EXERCISE DESCRIPTION:
Return only the lines running from the first line of the listing through the one with "Sent instead of", unchanged.

---------- MATERIAL PROVIDED

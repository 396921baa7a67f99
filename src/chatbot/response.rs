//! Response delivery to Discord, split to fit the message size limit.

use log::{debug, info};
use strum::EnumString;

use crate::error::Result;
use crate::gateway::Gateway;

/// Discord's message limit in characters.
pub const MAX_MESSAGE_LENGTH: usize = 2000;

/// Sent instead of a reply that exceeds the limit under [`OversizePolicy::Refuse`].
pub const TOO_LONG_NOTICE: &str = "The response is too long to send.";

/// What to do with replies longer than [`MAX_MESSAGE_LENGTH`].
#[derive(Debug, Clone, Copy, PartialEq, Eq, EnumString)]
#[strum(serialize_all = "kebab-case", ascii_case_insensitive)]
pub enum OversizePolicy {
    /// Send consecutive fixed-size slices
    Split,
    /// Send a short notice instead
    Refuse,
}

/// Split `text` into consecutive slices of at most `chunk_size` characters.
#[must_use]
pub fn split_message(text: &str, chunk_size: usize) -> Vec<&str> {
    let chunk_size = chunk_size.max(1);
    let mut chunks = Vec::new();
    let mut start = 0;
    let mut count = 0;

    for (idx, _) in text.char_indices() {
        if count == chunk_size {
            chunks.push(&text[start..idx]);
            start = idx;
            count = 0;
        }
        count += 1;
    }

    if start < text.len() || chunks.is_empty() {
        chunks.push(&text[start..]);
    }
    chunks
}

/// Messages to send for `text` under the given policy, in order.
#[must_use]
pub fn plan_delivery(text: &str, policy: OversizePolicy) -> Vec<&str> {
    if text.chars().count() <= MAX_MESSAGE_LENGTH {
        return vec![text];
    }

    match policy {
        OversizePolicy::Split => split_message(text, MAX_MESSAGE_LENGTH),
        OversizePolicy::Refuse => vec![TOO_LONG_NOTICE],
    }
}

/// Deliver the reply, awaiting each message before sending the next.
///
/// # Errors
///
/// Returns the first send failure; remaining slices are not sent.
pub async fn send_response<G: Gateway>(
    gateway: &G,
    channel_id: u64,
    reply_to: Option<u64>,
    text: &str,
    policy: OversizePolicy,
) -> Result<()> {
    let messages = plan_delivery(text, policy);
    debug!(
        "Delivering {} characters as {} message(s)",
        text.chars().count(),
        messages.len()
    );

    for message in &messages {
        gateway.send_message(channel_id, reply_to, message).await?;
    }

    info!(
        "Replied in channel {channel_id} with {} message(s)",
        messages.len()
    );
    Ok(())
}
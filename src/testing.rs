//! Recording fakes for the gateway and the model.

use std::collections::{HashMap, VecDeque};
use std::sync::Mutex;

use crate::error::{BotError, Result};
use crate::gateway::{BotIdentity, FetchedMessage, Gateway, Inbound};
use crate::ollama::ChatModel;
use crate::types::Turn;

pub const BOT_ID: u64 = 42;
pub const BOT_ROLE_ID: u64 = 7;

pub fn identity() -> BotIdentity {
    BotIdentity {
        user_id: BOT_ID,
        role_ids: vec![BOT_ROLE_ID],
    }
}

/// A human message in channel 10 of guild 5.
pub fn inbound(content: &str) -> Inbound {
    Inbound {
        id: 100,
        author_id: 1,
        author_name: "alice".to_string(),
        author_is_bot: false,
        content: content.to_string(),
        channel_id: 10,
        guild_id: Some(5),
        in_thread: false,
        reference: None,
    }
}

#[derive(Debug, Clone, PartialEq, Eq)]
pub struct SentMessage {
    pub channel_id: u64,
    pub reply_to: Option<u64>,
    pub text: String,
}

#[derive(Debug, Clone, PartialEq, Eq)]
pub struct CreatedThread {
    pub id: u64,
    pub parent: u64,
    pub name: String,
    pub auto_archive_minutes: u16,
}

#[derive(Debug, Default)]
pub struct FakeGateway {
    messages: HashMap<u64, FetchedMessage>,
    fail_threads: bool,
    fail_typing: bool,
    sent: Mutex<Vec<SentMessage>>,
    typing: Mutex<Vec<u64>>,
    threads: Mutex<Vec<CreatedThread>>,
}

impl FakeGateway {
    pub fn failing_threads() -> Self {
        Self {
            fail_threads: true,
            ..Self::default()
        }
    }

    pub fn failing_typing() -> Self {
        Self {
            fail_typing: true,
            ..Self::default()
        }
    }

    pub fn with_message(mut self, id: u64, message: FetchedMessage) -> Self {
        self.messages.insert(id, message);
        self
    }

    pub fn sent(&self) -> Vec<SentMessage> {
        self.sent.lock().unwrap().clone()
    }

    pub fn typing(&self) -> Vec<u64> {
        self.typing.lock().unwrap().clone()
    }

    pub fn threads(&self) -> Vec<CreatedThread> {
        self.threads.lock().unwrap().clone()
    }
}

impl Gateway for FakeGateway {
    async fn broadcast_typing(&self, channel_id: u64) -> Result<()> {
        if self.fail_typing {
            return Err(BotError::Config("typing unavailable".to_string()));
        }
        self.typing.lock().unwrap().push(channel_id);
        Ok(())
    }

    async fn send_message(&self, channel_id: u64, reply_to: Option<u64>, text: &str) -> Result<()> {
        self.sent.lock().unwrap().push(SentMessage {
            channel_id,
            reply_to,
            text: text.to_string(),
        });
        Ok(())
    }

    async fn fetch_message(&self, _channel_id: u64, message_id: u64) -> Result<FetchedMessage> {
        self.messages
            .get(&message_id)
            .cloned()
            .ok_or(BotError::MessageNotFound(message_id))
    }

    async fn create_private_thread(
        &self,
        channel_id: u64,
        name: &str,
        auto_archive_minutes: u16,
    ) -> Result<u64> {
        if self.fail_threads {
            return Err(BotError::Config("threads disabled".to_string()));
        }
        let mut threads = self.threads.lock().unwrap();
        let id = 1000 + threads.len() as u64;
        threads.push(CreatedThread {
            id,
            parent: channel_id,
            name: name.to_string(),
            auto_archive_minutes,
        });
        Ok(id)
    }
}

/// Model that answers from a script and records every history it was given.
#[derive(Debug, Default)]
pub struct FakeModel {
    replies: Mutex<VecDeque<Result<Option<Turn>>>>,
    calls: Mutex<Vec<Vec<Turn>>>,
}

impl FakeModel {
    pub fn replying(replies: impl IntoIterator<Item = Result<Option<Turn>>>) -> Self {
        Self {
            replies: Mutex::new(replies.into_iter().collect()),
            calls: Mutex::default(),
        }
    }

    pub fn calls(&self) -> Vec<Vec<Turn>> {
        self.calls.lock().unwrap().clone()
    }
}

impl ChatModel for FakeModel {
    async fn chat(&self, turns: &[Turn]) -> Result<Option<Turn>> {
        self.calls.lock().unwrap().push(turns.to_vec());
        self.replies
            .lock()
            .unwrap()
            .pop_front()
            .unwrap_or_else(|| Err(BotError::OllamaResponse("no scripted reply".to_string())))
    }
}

--------------------

RESPONSE TO THIS TASK:
repository 396921baa7a67f99
filename src/chatbot/response.rs
//! Response delivery to Discord, split to fit the message size limit.

use log::{debug, info};
use strum::EnumString;

use crate::error::Result;
use crate::gateway::Gateway;

/// Discord's message limit in characters.
pub const MAX_MESSAGE_LENGTH: usize = 2000;

/// Sent instead of a reply that exceeds the limit under [`OversizePolicy::Refuse`].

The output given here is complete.